(Listed entries Opens)
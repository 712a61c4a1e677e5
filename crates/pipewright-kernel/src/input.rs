//! Stdin feeding for process stages.

use std::fmt;
use std::sync::Arc;

use pipewright_types::{PipelineError, Result};

use crate::handle::ScopedWriter;
use crate::process::StdioMode;
use crate::seq::Enumerable;

/// What a stage writes to its child's stdin.
#[derive(Default)]
pub enum Input {
    /// Stdin is /dev/null.
    #[default]
    Null,
    /// Stdin is shared with the host process.
    Inherit,
    /// Fixed bytes.
    Bytes(Vec<u8>),
    /// Fixed text.
    Text(String),
    /// One line per element, each newline-terminated.
    Lines(Vec<String>),
    /// Chunks pulled from a sequence, typically an upstream stage.
    Stream(Enumerable<Vec<u8>>),
}

impl Input {
    pub(crate) fn stdio_mode(&self) -> StdioMode {
        match self {
            Input::Null => StdioMode::Null,
            Input::Inherit => StdioMode::Inherit,
            _ => StdioMode::Piped,
        }
    }
}

impl fmt::Debug for Input {
    fn fmt(&self, f: &mut fmt::Formatter<'_>) -> fmt::Result {
        match self {
            Input::Null => write!(f, "Null"),
            Input::Inherit => write!(f, "Inherit"),
            Input::Bytes(b) => write!(f, "Bytes({} bytes)", b.len()),
            Input::Text(t) => write!(f, "Text({} bytes)", t.len()),
            Input::Lines(l) => write!(f, "Lines({} lines)", l.len()),
            Input::Stream(_) => write!(f, "Stream"),
        }
    }
}

impl From<&str> for Input {
    fn from(s: &str) -> Self {
        Input::Text(s.to_string())
    }
}

impl From<String> for Input {
    fn from(s: String) -> Self {
        Input::Text(s)
    }
}

impl From<Vec<u8>> for Input {
    fn from(b: Vec<u8>) -> Self {
        Input::Bytes(b)
    }
}

impl From<&[u8]> for Input {
    fn from(b: &[u8]) -> Self {
        Input::Bytes(b.to_vec())
    }
}

impl From<Vec<String>> for Input {
    fn from(lines: Vec<String>) -> Self {
        Input::Lines(lines)
    }
}

impl From<Enumerable<Vec<u8>>> for Input {
    fn from(seq: Enumerable<Vec<u8>>) -> Self {
        Input::Stream(seq)
    }
}

impl From<Enumerable<String>> for Input {
    fn from(seq: Enumerable<String>) -> Self {
        Input::Stream(seq.join_lines())
    }
}

/// An [`Input`] plus whether empty input is acceptable.
#[derive(Debug, Default)]
pub struct StdinFeed {
    pub input: Input,
    /// When false, an absent or empty input fails with `EmptyInput`.
    pub allow_empty: bool,
}

impl StdinFeed {
    pub fn new(input: impl Into<Input>) -> Self {
        Self {
            input: input.into(),
            allow_empty: true,
        }
    }

    /// Fail with `EmptyInput` unless at least one byte is written.
    pub fn require_input(mut self) -> Self {
        self.allow_empty = false;
        self
    }

    /// Write the input to `writer`, then close it.
    ///
    /// The writer is closed on every path, so the child always sees EOF. A
    /// child that stops reading early (broken pipe) is not an error; the
    /// rest of the input is dropped unpulled. Errors pulled from a
    /// `Stream` input come back wrapped as `Upstream`.
    pub async fn feed(self, writer: Arc<ScopedWriter>, command: Vec<String>) -> Result<()> {
        let allow_empty = self.allow_empty;
        let written = write_input(self.input, &writer).await;
        let finished = writer.finish().await;

        let written = match written {
            Err(e) if e.is_broken_pipe() => {
                tracing::debug!(handle = writer.label(), "child closed stdin early");
                return Ok(());
            }
            other => other?,
        };
        if written == 0 && !allow_empty {
            return Err(PipelineError::EmptyInput { command });
        }
        finished
    }
}

/// Returns the number of bytes written, or `usize::MAX` for inherited stdin.
async fn write_input(input: Input, writer: &ScopedWriter) -> Result<usize> {
    match input {
        Input::Null => Ok(0),
        Input::Inherit => Ok(usize::MAX),
        Input::Bytes(bytes) => {
            writer.write_all(&bytes).await?;
            Ok(bytes.len())
        }
        Input::Text(text) => {
            writer.write_all(text.as_bytes()).await?;
            Ok(text.len())
        }
        Input::Lines(lines) => {
            let mut written = 0;
            for line in &lines {
                writer.write_all(line.as_bytes()).await?;
                writer.write_all(b"\n").await?;
                written += line.len() + 1;
            }
            Ok(written)
        }
        Input::Stream(mut chunks) => {
            let mut written = 0;
            while let Some(chunk) = chunks.next().await {
                let chunk = chunk.map_err(PipelineError::upstream)?;
                writer.write_all(&chunk).await?;
                written += chunk.len();
            }
            Ok(written)
        }
    }
}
(Listed entries Closes)
What the exercise asks:
Retype each entry without altering a single word.

Response box:
repository 712a61c4a1e677e5
filename crates/pipewright-kernel/src/input.rs
//! Stdin feeding for process stages.

use std::fmt;
use std::sync::Arc;

use pipewright_types::{PipelineError, Result};

use crate::handle::ScopedWriter;
use crate::process::StdioMode;
use crate::seq::Enumerable;

/// What a stage writes to its child's stdin.
#[derive(Default)]
pub enum Input {
    /// Stdin is /dev/null.
    #[default]
    Null,
    /// Stdin is shared with the host process.
    Inherit,
    /// Fixed bytes.
    Bytes(Vec<u8>),
    /// Fixed text.
    Text(String),
    /// One line per element, each newline-terminated.
    Lines(Vec<String>),
    /// Chunks pulled from a sequence, typically an upstream stage.
    Stream(Enumerable<Vec<u8>>),
}

impl Input {
    pub(crate) fn stdio_mode(&self) -> StdioMode {
        match self {
            Input::Null => StdioMode::Null,
            Input::Inherit => StdioMode::Inherit,
            _ => StdioMode::Piped,
        }
    }
}

impl fmt::Debug for Input {
    fn fmt(&self, f: &mut fmt::Formatter<'_>) -> fmt::Result {
        match self {
            Input::Null => write!(f, "Null"),
            Input::Inherit => write!(f, "Inherit"),
            Input::Bytes(b) => write!(f, "Bytes({} bytes)", b.len()),
            Input::Text(t) => write!(f, "Text({} bytes)", t.len()),
            Input::Lines(l) => write!(f, "Lines({} lines)", l.len()),
            Input::Stream(_) => write!(f, "Stream"),
        }
    }
}

impl From<&str> for Input {
    fn from(s: &str) -> Self {
        Input::Text(s.to_string())
    }
}

impl From<String> for Input {
    fn from(s: String) -> Self {
        Input::Text(s)
    }
}

impl From<Vec<u8>> for Input {
    fn from(b: Vec<u8>) -> Self {
        Input::Bytes(b)
    }
}

impl From<&[u8]> for Input {
    fn from(b: &[u8]) -> Self {
        Input::Bytes(b.to_vec())
    }
}

impl From<Vec<String>> for Input {
    fn from(lines: Vec<String>) -> Self {
        Input::Lines(lines)
    }
}

impl From<Enumerable<Vec<u8>>> for Input {
    fn from(seq: Enumerable<Vec<u8>>) -> Self {
        Input::Stream(seq)
    }
}

impl From<Enumerable<String>> for Input {
    fn from(seq: Enumerable<String>) -> Self {
        Input::Stream(seq.join_lines())
    }
}

/// An [`Input`] plus whether empty input is acceptable.
#[derive(Debug, Default)]
pub struct StdinFeed {
    pub input: Input,
    /// When false, an absent or empty input fails with `EmptyInput`.
    pub allow_empty: bool,
}

impl StdinFeed {
    pub fn new(input: impl Into<Input>) -> Self {
        Self {
            input: input.into(),
            allow_empty: true,
        }
    }

    /// Fail with `EmptyInput` unless at least one byte is written.
    pub fn require_input(mut self) -> Self {
        self.allow_empty = false;
        self
    }

    /// Write the input to `writer`, then close it.
    ///
    /// The writer is closed on every path, so the child always sees EOF. A
    /// child that stops reading early (broken pipe) is not an error; the
    /// rest of the input is dropped unpulled. Errors pulled from a
    /// `Stream` input come back wrapped as `Upstream`.
    pub async fn feed(self, writer: Arc<ScopedWriter>, command: Vec<String>) -> Result<()> {
        let allow_empty = self.allow_empty;
        let written = write_input(self.input, &writer).await;
        let finished = writer.finish().await;

        let written = match written {
            Err(e) if e.is_broken_pipe() => {
                tracing::debug!(handle = writer.label(), "child closed stdin early");
                return Ok(());
            }
            other => other?,
        };
        if written == 0 && !allow_empty {
            return Err(PipelineError::EmptyInput { command });
        }
        finished
    }
}

/// Returns the number of bytes written, or `usize::MAX` for inherited stdin.
async fn write_input(input: Input, writer: &ScopedWriter) -> Result<usize> {
    match input {
        Input::Null => Ok(0),
        Input::Inherit => Ok(usize::MAX),
        Input::Bytes(bytes) => {
            writer.write_all(&bytes).await?;
            Ok(bytes.len())
        }
        Input::Text(text) => {
            writer.write_all(text.as_bytes()).await?;
            Ok(text.len())
        }
        Input::Lines(lines) => {
            let mut written = 0;
            for line in &lines {
                writer.write_all(line.as_bytes()).await?;
                writer.write_all(b"\n").await?;
                written += line.len() + 1;
            }
            Ok(written)
        }
        Input::Stream(mut chunks) => {
            let mut written = 0;
            while let Some(chunk) = chunks.next().await {
                let chunk = chunk.map_err(PipelineError::upstream)?;
                writer.write_all(&chunk).await?;
                written += chunk.len();
            }
            Ok(written)
        }
    }
}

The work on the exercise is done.